FG-WSD removes suboptimal $\log D$ factors present in exponential decay, yielding improved scaling exponents—especially in the "easy regime" ( $s > 1-1/\beta$ ) and for compute-limited settings.
Plateau (stable phase) occupies 80–95% of training, with a short, aggressive decay (5–15%) concentrating the final convergence. This timing optimizes both convergence and generalization (Li et al., 23 Sep 2025).

5. Empirical Evidence and Ablation Results

Comparative ablations validate that FG-WSD consistently outperforms vanilla WSD schedulers, especially on reasoning-heavy benchmarks. For a 1B-parameter model (1T tokens), benchmark improvements are pronounced:

Scheduler	GSM8k	CMath	BBH	MMLU	CMMLU	MMLU-Pro
Vanilla WSD	27.1	34.5	29.3	49.2	50.3	16.87
Fine-Grained WSD	34.3	39.5	31.6	50.6	51.9	18.64

Final validation perplexity is minimized by square-root and lowered-linear schedules, with bias+variance sums lowest for these shapes (Yang et al., 6 Dec 2025, Dremov et al., 2 Aug 2025).

6. Practical Implementation and Optimization Recipes

For single runs, square-root ( $s_{\text{sqrt}}(x) = 1 - \sqrt{x}$ ) or lowered-linear with $c \approx 0.7$ are preferred for the decay function.
In model-averaging regimes ("soups"), aggressive high-variance shapes are recommended, with subsequent retuning of optimizer hyperparameters.
During cooldown, increasing AdamW $\beta_2$ to $0.99$–$0.999$ delivers consistent perplexity gains of $0.1$–$0.2$ points; $\beta_1$ fixed at $0.9$.

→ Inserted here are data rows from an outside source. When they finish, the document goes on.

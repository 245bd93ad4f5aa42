//! Binding alias wildcards to the array frames of the node being visited.

use crate::path::{self, Segment, Subscript};

/// Substitute each wildcard segment of `alias` with the concrete index found
/// in `current` under the same key.
///
/// Literal alias segments are copied through and advance the cursor over
/// `current` only on an exact match. A wildcard segment scans forward from the
/// cursor for the first segment with the same key and subscript arity, so
/// aliases may skip structural segments present in `current`. Returns `None`
/// when some wildcard cannot be bound.
pub fn resolve(alias: &str, current: &str) -> Option<String> {
    if !path::has_wildcard(alias) {
        return Some(alias.to_string());
    }

    let current: Vec<&str> = path::segments(current).collect();
    let mut cursor = 0;
    let mut resolved = String::with_capacity(alias.len() + 8);

    for (position, raw) in path::segments(alias).enumerate() {
        if position > 0 {
            resolved.push('.');
        }

        if !path::has_wildcard(raw) {
            resolved.push_str(raw);
            if current.get(cursor) == Some(&raw) {
                cursor += 1;
            }
            continue;
        }

        let wanted = Segment::parse(raw).ok()?;
        let (offset, indices) = current[cursor..]
            .iter()
            .enumerate()
            .find_map(|(offset, candidate)| bind(&wanted, candidate).map(|i| (offset, i)))?;

        resolved.push_str(wanted.key);
        for index in indices {
            resolved.push('[');
            resolved.push_str(&index.to_string());
            resolved.push(']');
        }
        cursor += offset + 1;
    }

    Some(resolved)
}

/// Concrete indices for `wanted` if `candidate` is a frame of the same array.
fn bind(wanted: &Segment<'_>, candidate: &str) -> Option<Vec<usize>> {
    if path::base_key(candidate) != wanted.key {
        return None;
    }
    let concrete = Segment::parse(candidate).ok()?;
    if concrete.subscripts.len() != wanted.subscripts.len() {
        return None;
    }

    wanted
        .subscripts
        .iter()
        .zip(&concrete.subscripts)
        .map(|(want, have)| match (want, have) {
            (Subscript::Any, Subscript::At(index)) => Some(*index),
            (Subscript::At(expected), Subscript::At(index)) if expected == index => Some(*index),
            _ => None,
        })
        .collect()
}

#[cfg(test)]
mod tests {
    use super::*;
    use rstest::rstest;

    #[rstest]
    #[case("root.items[*].id", "root.items[3]", Some("root.items[3].id"))]
    #[case(
        "root.items[*].transactions[*].amount",
        "root.items[1].transactions[0]",
        Some("root.items[1].transactions[0].amount")
    )]
    #[case("root.items[*].id", "root.items[2].transactions[5]", Some("root.items[2].id"))]
    #[case("root.id", "root.items[2]", Some("root.id"))]
    #[case("root.items[*].id", "root", None)]
    #[case("root.items[*].id", "root.orders[0]", None)]
    #[case("root.lines[*].qty", "root.order.lines[4]", Some("root.lines[4].qty"))]
    #[case("root.grid[*][*].v", "root.grid[1][7]", Some("root.grid[1][7].v"))]
    #[case("root.grid[0][*].v", "root.grid[1][7]", None)]
    #[case("root.grid[*].v", "root.grid[1][7]", None)]
    fn test_resolve(#[case] alias: &str, #[case] current: &str, #[case] expected: Option<&str>) {
        assert_eq!(resolve(alias, current).as_deref(), expected);
    }

    #[test]
    fn test_wildcards_bind_in_traversal_order() {
        // Same key nested twice: the outer wildcard takes the outer frame.
        let resolved = resolve("root.node[*].node[*].name", "root.node[2].node[5]");
        assert_eq!(resolved.as_deref(), Some("root.node[2].node[5].name"));
    }

    #[test]
    fn test_second_wildcard_needs_remaining_frame() {
        assert_eq!(resolve("root.node[*].node[*].name", "root.node[2]"), None);
    }
}
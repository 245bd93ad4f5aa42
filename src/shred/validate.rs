//! The validation boundary
//!
//! The engine hands every assembled record to a [`RecordValidator`] and never
//! interprets field types itself. Two validators ship with the crate:
//! [`AcceptAll`] and the schema-driven [`FieldTypeValidator`].

use crate::shred::spec::{TableSchema, TableSpec};
use crate::types::{FieldError, Record, Row};
use once_cell::sync::Lazy;
use regex::Regex;
use serde::{Deserialize, Serialize};
use serde_json::Value;
use std::collections::HashMap;

static ISO_DATETIME_REGEX: Lazy<Regex> = Lazy::new(|| {
    Regex::new(r"^\d{4}-\d{2}-\d{2}[T ]\d{2}:\d{2}:\d{2}(\.\d+)?(Z|[+-]\d{2}:\d{2})?$").unwrap()
});

static ISO_DATE_REGEX: Lazy<Regex> = Lazy::new(|| {
    Regex::new(r"^\d{4}-\d{2}-\d{2}$").unwrap()
});

/// Turns a raw record into a row, or explains why it cannot
pub trait RecordValidator {
    fn validate(&self, table: &TableSpec, record: Record) -> Result<Row, Vec<FieldError>>;
}

impl<F> RecordValidator for F
where
    F: Fn(&TableSpec, Record) -> Result<Row, Vec<FieldError>>,
{
    fn validate(&self, table: &TableSpec, record: Record) -> Result<Row, Vec<FieldError>> {
        self(table, record)
    }
}

/// Accepts every record; absent values become `null`
#[derive(Debug, Clone, Copy, Default)]
pub struct AcceptAll;

impl RecordValidator for AcceptAll {
    fn validate(&self, _table: &TableSpec, record: Record) -> Result<Row, Vec<FieldError>> {
        Ok(record.into_row())
    }
}

/// Declared type of a field
#[derive(Debug, Clone, Copy, PartialEq, Eq, Default, Serialize, Deserialize)]
#[serde(rename_all = "lowercase")]
pub enum FieldKind {
    #[default]
    Any,
    String,
    Integer,
    Number,
    Boolean,
    /// ISO-8601 date-time string
    DateTime,
    /// ISO-8601 calendar date string
    Date,
    Object,
    Array,
}

impl FieldKind {
    fn name(self) -> &'static str {
        match self {
            FieldKind::Any => "any",
            FieldKind::String => "string",
            FieldKind::Integer => "integer",
            FieldKind::Number => "number",
            FieldKind::Boolean => "boolean",
            FieldKind::DateTime => "datetime",
            FieldKind::Date => "date",
            FieldKind::Object => "object",
            FieldKind::Array => "array",
        }
    }

    fn check(self, field: &str, value: &Value) -> Result<(), FieldError> {
        let type_ok = match self {
            FieldKind::Any => true,
            FieldKind::String | FieldKind::DateTime | FieldKind::Date => value.is_string(),
            FieldKind::Integer => {
                value.is_i64() || value.is_u64() || value.as_f64().is_some_and(|f| f.fract() == 0.0)
            }
            FieldKind::Number => value.is_number(),
            FieldKind::Boolean => value.is_boolean(),
            FieldKind::Object => value.is_object(),
            FieldKind::Array => value.is_array(),
        };
        if !type_ok {
            let expected = match self {
                FieldKind::DateTime | FieldKind::Date => "string",
                other => other.name(),
            };
            return Err(FieldError::invalid_type(field, expected, value));
        }

        let format = match self {
            FieldKind::DateTime => Some(&*ISO_DATETIME_REGEX),
            FieldKind::Date => Some(&*ISO_DATE_REGEX),
            _ => None,
        };
        match (format, value.as_str()) {
            (Some(regex), Some(s)) if !regex.is_match(s) => {
                Err(FieldError::invalid_format(field, self.name()))
            }
            _ => Ok(()),
        }
    }
}

#[derive(Debug, Clone)]
struct FieldRule {
    name: String,
    kind: FieldKind,
    optional: bool,
}

/// Checks presence and declared kinds from the table schemas.
///
/// A field is required unless marked `optional`. Typed fields treat `null`
/// like an absent value; `any` fields accept `null` but not absence. Every
/// failing field of a record is reported. Records of tables the validator
/// was not built for pass through unchanged.
#[derive(Debug, Clone, Default)]
pub struct FieldTypeValidator {
    tables: HashMap<String, Vec<FieldRule>>,
}

impl FieldTypeValidator {
    pub fn from_schemas(schemas: &[TableSchema]) -> Self {
        let tables = schemas
            .iter()
            .map(|schema| {
                let rules = schema
                    .fields
                    .iter()
                    .map(|f| FieldRule {
                        name: f.name.clone(),
                        kind: f.kind,
                        optional: f.optional,
                    })
                    .collect();
                (schema.name.clone(), rules)
            })
            .collect();
        FieldTypeValidator { tables }
    }
}

impl RecordValidator for FieldTypeValidator {
    fn validate(&self, table: &TableSpec, record: Record) -> Result<Row, Vec<FieldError>> {
        let Some(rules) = self.tables.get(&table.name) else {
            return Ok(record.into_row());
        };

        let mut errors = Vec::new();
        for rule in rules {
            let value = record.get(&rule.name);
            let present = match (rule.kind, value) {
                (_, None) => false,
                (FieldKind::Any, Some(_)) => true,
                (_, Some(v)) => !v.is_null(),
            };

            if !present {
                if !rule.optional {
                    errors.push(FieldError::missing(&rule.name));
                }
                continue;
            }
            if let Some(v) = value {
                if let Err(e) = rule.kind.check(&rule.name, v) {
                    errors.push(e);
                }
            }
        }

        if errors.is_empty() {
            Ok(record.into_row())
        } else {
            Err(errors)
        }
    }
}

Hyperparameter recommendations align warmup and decay fractions with both model and data scaling. Batch size, weight decay, and optimizer state also interact nontrivially with the bias–variance properties induced by FG-WSD.

7. Loss Landscape and Optimization Dynamics

Visualization of loss in joint weight-space directions ("global" training path and "local" optimizer steps) reveals that:

Early in decay, the parameter trajectory explores "river valleys" in the loss landscape with multiple orthogonal ridges.
Aggressive cooldown shapes extend exploration along these valleys before contraction to a final basin, supporting low-bias but high-variance outcomes.
Conservative shapes rapidly commit to a specific basin, lowering variance but potentially increasing bias (Dremov et al., 2 Aug 2025).

These dynamics confirm the theoretical predictions of the exploration–exploitation trade-off induced by fine-grained decay scheduling.

FG-WSD thus constitutes a flexible, theoretically validated paradigm for orchestrating both learning rate and data curriculum at high resolution. Its deployment is central in modern transformer training—manifesting clear improvements in both sample efficiency and generalization, particularly when reasoning or high-quality language understanding are prioritized (Dremov et al., 2 Aug 2025, Yang et al., 6 Dec 2025, Li et al., 23 Sep 2025).